Required action
Extract each line of the records below that contains the word "synced".

Stored data
::::::::

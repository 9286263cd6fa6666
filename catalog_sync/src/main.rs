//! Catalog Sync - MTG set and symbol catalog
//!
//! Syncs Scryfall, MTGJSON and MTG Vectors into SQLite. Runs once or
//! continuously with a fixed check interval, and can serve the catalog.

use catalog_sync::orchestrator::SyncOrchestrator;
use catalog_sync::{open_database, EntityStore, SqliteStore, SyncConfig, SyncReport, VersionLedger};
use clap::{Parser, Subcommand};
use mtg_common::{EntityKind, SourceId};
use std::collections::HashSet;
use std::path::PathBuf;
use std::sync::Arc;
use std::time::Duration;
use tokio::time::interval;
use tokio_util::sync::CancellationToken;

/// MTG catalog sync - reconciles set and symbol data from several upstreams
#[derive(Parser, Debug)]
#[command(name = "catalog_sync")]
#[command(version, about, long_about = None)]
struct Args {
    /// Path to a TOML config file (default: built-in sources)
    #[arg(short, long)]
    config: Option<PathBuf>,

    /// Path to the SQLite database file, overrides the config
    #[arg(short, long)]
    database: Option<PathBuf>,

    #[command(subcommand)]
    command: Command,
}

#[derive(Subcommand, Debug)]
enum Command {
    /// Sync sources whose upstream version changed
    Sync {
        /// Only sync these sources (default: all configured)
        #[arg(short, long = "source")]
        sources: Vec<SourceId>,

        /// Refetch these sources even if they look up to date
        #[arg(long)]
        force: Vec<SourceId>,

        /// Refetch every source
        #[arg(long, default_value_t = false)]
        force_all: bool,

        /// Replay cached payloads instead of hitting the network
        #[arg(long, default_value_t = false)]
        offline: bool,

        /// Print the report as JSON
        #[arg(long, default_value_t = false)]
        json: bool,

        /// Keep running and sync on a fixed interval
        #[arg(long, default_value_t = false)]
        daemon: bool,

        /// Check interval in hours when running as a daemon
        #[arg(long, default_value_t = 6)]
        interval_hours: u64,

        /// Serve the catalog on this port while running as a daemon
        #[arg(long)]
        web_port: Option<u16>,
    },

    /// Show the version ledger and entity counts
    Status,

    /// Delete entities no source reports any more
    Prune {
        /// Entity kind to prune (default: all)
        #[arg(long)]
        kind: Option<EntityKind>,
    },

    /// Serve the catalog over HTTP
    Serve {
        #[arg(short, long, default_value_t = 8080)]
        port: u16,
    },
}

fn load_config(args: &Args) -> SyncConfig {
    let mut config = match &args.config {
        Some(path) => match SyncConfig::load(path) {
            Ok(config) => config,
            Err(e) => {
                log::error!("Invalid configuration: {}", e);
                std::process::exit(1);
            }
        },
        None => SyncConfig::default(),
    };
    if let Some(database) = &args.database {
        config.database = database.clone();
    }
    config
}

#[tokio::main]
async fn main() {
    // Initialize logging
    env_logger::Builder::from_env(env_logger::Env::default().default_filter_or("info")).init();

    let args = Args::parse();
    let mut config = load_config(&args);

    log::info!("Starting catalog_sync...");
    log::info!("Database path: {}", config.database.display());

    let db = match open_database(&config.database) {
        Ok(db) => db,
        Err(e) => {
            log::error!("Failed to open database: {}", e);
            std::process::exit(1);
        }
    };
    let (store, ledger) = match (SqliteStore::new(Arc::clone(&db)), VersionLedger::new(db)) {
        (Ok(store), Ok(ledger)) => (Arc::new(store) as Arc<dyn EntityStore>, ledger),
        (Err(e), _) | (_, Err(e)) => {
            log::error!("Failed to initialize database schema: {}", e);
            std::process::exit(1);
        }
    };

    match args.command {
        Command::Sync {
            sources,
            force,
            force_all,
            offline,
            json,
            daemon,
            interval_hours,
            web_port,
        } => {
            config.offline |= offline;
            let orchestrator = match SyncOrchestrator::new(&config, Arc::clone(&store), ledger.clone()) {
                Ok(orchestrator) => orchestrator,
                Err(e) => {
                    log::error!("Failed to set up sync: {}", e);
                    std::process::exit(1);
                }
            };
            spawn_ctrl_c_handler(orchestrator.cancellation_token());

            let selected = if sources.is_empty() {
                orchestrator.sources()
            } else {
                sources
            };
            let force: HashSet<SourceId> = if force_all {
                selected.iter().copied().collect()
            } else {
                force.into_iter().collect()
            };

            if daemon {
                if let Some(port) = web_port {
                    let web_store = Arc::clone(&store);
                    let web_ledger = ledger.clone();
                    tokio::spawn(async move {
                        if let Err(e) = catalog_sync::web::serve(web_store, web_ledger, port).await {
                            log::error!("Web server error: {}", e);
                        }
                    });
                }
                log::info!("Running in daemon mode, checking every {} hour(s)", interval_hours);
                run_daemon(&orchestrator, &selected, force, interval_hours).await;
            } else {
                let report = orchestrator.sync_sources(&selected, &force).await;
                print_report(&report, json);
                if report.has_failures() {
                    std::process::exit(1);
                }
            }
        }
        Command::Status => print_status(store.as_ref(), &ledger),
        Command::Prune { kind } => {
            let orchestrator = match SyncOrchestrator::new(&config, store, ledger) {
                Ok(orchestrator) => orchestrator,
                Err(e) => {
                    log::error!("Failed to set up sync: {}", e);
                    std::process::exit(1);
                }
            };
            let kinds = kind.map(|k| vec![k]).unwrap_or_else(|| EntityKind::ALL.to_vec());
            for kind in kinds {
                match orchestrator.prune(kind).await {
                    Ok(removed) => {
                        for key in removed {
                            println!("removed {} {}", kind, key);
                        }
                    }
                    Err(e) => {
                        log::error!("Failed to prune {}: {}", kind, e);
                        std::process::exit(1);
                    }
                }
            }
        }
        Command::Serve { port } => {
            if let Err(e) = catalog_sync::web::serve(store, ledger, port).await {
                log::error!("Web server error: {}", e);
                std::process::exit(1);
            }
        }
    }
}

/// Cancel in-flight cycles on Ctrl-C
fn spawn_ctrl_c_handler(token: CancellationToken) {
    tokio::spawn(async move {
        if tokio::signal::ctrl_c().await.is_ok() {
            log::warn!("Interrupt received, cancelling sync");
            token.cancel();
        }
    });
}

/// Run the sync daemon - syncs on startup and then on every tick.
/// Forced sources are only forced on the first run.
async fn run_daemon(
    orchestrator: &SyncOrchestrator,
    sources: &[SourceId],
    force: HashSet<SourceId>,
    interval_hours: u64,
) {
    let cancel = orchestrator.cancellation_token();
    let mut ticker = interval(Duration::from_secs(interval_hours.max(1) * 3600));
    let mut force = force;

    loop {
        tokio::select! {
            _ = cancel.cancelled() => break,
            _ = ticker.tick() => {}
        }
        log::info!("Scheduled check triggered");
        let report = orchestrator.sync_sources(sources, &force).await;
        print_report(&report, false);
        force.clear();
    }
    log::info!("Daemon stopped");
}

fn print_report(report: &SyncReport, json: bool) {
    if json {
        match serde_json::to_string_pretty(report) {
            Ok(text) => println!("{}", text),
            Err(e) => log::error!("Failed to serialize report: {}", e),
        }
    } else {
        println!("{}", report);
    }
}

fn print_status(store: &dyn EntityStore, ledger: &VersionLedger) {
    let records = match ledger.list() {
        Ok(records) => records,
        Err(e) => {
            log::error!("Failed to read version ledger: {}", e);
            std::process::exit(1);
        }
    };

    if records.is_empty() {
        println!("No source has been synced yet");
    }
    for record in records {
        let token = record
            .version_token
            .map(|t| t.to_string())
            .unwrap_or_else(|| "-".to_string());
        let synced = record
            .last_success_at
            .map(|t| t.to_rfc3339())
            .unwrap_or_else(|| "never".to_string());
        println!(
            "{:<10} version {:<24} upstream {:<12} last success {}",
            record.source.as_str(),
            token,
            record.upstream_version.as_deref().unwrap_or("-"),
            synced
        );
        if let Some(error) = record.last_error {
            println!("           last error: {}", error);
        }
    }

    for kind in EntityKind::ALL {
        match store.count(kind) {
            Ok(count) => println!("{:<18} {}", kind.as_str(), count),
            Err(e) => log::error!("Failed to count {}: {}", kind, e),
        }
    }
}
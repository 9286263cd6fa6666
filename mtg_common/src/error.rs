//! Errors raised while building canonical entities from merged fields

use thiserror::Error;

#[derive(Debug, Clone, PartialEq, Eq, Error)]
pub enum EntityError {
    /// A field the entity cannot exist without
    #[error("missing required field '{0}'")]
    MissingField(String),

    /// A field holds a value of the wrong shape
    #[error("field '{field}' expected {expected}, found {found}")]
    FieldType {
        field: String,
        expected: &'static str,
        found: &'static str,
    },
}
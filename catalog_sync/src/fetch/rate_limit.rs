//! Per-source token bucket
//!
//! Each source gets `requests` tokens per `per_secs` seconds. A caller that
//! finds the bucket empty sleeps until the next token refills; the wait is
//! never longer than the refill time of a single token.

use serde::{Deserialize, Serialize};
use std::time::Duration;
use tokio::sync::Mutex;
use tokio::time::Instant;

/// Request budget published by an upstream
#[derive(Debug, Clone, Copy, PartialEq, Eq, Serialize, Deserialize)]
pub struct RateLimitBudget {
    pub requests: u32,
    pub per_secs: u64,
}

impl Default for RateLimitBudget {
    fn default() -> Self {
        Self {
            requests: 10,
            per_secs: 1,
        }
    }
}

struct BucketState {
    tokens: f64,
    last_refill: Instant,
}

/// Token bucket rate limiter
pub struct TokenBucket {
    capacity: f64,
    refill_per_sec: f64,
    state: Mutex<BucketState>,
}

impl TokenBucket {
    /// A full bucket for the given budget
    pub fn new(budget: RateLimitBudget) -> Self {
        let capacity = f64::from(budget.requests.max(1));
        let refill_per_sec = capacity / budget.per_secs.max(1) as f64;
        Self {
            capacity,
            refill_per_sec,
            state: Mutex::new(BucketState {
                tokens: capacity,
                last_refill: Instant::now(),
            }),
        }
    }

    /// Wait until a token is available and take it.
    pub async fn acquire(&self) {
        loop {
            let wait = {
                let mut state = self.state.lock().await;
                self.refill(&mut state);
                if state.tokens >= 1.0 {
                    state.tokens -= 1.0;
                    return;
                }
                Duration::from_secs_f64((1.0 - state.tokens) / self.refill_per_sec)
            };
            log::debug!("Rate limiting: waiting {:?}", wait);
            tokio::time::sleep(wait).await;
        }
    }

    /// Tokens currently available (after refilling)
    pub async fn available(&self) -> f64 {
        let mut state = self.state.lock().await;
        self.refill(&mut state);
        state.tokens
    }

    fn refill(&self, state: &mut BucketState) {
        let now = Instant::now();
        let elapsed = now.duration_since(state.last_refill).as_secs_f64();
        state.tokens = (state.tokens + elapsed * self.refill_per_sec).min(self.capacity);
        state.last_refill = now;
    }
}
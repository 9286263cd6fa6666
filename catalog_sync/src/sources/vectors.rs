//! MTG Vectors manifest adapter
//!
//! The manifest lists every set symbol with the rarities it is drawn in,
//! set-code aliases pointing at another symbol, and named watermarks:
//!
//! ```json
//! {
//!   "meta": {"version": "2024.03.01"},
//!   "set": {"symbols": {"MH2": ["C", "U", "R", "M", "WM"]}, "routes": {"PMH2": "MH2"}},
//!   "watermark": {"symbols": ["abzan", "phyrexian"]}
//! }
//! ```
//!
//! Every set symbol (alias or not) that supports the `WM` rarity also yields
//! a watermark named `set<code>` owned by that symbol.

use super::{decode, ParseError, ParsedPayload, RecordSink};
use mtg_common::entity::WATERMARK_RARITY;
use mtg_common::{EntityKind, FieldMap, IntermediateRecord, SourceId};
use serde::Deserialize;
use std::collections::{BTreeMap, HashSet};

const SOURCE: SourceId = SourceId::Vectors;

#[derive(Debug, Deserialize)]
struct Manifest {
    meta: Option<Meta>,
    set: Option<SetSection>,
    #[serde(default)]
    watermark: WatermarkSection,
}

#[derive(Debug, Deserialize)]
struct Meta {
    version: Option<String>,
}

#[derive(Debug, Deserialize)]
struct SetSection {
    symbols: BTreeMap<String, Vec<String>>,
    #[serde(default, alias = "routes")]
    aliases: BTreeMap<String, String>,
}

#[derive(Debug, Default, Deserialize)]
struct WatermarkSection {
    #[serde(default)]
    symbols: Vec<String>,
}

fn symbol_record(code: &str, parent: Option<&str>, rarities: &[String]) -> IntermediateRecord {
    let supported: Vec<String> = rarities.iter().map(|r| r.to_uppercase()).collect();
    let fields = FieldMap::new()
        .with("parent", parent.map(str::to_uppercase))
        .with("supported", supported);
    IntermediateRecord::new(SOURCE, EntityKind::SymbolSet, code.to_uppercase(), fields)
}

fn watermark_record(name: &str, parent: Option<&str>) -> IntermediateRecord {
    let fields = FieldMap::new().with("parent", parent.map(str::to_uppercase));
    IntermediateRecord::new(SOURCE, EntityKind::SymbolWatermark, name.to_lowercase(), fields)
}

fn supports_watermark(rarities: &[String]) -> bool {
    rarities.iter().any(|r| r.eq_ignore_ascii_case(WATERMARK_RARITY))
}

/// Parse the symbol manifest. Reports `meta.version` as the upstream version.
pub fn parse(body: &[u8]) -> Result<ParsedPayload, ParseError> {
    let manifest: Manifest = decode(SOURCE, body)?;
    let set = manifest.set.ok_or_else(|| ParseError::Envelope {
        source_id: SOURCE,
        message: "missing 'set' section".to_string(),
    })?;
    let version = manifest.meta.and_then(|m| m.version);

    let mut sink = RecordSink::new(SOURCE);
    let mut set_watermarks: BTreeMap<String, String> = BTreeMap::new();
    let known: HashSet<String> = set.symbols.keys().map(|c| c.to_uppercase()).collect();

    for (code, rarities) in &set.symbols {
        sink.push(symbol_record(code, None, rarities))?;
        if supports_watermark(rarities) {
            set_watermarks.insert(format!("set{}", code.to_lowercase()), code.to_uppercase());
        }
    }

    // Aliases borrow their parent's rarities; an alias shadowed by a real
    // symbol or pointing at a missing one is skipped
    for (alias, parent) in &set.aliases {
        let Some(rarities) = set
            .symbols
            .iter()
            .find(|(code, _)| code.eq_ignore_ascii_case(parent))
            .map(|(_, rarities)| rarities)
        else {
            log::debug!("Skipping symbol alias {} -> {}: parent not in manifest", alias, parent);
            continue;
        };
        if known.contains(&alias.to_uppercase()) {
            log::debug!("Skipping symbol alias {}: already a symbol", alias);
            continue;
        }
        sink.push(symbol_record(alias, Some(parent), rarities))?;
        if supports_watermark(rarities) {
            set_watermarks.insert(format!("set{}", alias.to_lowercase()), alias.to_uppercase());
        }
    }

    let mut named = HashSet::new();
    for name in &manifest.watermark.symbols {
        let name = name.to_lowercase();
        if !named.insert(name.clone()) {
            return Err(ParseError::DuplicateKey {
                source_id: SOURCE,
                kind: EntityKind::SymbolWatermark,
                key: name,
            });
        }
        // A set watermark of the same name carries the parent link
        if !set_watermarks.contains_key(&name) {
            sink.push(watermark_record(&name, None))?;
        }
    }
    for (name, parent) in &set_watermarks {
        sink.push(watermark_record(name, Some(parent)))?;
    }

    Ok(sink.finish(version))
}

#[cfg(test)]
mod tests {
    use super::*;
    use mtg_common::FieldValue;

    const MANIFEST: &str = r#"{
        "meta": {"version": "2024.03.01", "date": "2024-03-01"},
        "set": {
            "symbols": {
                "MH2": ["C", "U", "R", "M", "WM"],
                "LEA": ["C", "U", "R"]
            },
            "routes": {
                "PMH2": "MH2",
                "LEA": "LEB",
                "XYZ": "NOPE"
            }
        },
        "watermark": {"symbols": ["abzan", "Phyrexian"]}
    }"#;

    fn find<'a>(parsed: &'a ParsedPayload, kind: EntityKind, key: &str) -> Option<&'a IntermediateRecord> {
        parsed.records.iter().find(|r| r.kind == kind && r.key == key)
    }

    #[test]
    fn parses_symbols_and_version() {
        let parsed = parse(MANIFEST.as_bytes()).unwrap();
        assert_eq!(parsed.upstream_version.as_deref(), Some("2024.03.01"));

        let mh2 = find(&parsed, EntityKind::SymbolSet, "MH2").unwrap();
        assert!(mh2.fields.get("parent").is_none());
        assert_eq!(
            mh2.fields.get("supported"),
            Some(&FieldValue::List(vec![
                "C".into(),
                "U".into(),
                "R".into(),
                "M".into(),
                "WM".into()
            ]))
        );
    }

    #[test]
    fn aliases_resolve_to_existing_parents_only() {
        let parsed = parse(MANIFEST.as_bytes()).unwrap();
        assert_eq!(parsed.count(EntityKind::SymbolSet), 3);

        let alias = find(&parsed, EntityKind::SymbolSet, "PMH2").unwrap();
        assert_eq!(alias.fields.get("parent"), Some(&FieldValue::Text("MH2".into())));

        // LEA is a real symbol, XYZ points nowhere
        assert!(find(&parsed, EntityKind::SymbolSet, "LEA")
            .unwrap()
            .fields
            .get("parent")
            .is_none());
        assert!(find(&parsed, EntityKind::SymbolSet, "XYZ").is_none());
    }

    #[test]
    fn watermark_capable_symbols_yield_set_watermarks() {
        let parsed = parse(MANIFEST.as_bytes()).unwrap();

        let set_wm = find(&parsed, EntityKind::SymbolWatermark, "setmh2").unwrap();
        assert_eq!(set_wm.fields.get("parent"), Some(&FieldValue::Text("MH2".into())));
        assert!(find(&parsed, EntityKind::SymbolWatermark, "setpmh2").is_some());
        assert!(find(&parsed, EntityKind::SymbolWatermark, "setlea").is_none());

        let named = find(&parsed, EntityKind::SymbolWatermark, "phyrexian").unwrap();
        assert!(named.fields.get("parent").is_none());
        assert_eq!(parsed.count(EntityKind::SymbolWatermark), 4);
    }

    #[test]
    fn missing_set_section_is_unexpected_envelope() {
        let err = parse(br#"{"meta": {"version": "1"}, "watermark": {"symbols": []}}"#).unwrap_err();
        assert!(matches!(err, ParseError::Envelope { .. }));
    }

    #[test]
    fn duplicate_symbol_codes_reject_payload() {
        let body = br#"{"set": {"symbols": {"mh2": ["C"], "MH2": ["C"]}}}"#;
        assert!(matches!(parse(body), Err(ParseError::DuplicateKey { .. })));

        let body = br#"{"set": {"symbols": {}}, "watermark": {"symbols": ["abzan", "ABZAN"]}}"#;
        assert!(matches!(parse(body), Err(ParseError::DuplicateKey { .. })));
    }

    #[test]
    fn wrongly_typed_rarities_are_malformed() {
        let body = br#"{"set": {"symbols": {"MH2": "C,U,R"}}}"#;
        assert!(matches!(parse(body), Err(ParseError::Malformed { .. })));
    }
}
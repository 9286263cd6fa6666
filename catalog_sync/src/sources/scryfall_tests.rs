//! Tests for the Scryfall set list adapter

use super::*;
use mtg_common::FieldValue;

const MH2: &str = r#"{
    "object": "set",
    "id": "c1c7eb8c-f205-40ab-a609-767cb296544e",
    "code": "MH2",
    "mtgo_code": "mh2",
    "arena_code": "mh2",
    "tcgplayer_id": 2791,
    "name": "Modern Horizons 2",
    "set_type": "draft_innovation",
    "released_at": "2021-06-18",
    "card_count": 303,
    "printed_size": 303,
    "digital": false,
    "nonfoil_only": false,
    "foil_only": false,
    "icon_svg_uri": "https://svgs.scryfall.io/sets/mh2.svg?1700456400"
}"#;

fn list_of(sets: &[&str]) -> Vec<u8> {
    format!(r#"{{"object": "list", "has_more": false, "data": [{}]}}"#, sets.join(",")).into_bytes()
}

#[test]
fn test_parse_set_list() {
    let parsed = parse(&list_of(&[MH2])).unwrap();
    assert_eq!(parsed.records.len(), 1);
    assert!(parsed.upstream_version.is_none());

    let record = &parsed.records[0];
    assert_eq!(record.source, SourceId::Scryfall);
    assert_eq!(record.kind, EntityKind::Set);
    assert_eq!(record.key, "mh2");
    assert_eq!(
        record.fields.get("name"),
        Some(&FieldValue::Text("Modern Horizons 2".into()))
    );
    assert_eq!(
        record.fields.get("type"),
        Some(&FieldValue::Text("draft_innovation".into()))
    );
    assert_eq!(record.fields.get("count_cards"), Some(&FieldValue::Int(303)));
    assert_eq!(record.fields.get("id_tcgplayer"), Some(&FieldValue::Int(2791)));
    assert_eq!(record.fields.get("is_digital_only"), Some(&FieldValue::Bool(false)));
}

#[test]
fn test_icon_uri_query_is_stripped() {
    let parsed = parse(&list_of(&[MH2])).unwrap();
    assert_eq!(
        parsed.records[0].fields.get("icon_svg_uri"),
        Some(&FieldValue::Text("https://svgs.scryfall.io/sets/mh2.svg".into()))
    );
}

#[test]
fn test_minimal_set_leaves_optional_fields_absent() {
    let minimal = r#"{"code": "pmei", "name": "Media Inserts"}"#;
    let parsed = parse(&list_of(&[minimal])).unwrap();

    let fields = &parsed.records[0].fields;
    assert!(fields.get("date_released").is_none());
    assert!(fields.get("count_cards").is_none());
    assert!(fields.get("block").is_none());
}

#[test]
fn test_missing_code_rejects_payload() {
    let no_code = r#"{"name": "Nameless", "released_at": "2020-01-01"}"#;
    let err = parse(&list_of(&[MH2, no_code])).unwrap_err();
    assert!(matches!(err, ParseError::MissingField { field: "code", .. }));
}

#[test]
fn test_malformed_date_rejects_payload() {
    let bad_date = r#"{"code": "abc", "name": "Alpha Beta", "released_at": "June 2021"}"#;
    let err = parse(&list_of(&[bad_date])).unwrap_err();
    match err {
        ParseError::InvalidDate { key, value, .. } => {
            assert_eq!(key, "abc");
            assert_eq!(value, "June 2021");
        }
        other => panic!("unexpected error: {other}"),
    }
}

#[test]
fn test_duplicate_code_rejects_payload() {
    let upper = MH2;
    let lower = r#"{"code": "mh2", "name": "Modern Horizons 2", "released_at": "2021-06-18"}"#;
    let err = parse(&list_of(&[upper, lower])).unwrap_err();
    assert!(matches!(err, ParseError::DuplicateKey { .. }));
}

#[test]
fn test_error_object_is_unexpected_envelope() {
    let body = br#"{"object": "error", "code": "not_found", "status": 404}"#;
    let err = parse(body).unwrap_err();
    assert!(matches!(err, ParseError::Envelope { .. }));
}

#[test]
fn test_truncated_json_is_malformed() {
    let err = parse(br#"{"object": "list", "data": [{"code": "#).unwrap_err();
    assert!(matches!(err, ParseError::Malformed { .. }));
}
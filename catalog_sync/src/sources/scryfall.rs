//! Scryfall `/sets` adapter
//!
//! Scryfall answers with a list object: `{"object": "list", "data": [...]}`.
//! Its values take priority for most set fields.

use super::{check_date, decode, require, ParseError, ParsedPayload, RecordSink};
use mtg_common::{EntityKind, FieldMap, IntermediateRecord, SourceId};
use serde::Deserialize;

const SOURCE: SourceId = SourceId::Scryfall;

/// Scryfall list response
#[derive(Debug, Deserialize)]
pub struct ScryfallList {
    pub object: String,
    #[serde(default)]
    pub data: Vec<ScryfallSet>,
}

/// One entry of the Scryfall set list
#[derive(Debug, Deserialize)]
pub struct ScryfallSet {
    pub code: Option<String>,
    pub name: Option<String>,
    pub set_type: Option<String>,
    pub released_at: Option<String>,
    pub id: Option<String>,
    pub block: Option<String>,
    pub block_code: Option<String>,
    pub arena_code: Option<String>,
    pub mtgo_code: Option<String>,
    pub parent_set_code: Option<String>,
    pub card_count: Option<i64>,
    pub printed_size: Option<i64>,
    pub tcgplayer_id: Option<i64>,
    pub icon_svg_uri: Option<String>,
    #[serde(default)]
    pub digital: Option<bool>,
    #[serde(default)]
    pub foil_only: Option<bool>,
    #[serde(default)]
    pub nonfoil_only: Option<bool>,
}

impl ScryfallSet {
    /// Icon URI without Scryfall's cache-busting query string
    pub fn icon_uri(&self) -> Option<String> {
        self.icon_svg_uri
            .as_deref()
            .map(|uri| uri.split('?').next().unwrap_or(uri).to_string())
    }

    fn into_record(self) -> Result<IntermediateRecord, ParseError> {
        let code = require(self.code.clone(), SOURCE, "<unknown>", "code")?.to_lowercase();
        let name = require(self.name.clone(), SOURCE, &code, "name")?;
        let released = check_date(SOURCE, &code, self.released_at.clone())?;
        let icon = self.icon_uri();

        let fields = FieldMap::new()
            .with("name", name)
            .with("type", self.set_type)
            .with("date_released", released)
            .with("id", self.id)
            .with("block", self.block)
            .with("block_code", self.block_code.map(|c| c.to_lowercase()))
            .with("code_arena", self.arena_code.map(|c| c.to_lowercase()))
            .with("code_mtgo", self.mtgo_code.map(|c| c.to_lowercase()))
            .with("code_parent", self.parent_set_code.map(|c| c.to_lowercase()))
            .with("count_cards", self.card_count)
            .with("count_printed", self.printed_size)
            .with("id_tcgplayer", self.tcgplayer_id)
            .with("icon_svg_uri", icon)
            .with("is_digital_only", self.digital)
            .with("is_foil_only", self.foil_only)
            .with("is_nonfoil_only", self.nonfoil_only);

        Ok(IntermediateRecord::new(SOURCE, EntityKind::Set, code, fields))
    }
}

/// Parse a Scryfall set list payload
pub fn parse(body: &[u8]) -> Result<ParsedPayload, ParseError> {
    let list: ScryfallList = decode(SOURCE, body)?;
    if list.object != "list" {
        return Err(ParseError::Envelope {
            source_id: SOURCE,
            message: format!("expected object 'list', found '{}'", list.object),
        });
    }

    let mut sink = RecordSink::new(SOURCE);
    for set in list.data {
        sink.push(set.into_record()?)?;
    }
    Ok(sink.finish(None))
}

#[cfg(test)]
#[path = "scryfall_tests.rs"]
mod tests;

::::::::

Response box
        println!("No source has been synced yet");
        let synced = record
            synced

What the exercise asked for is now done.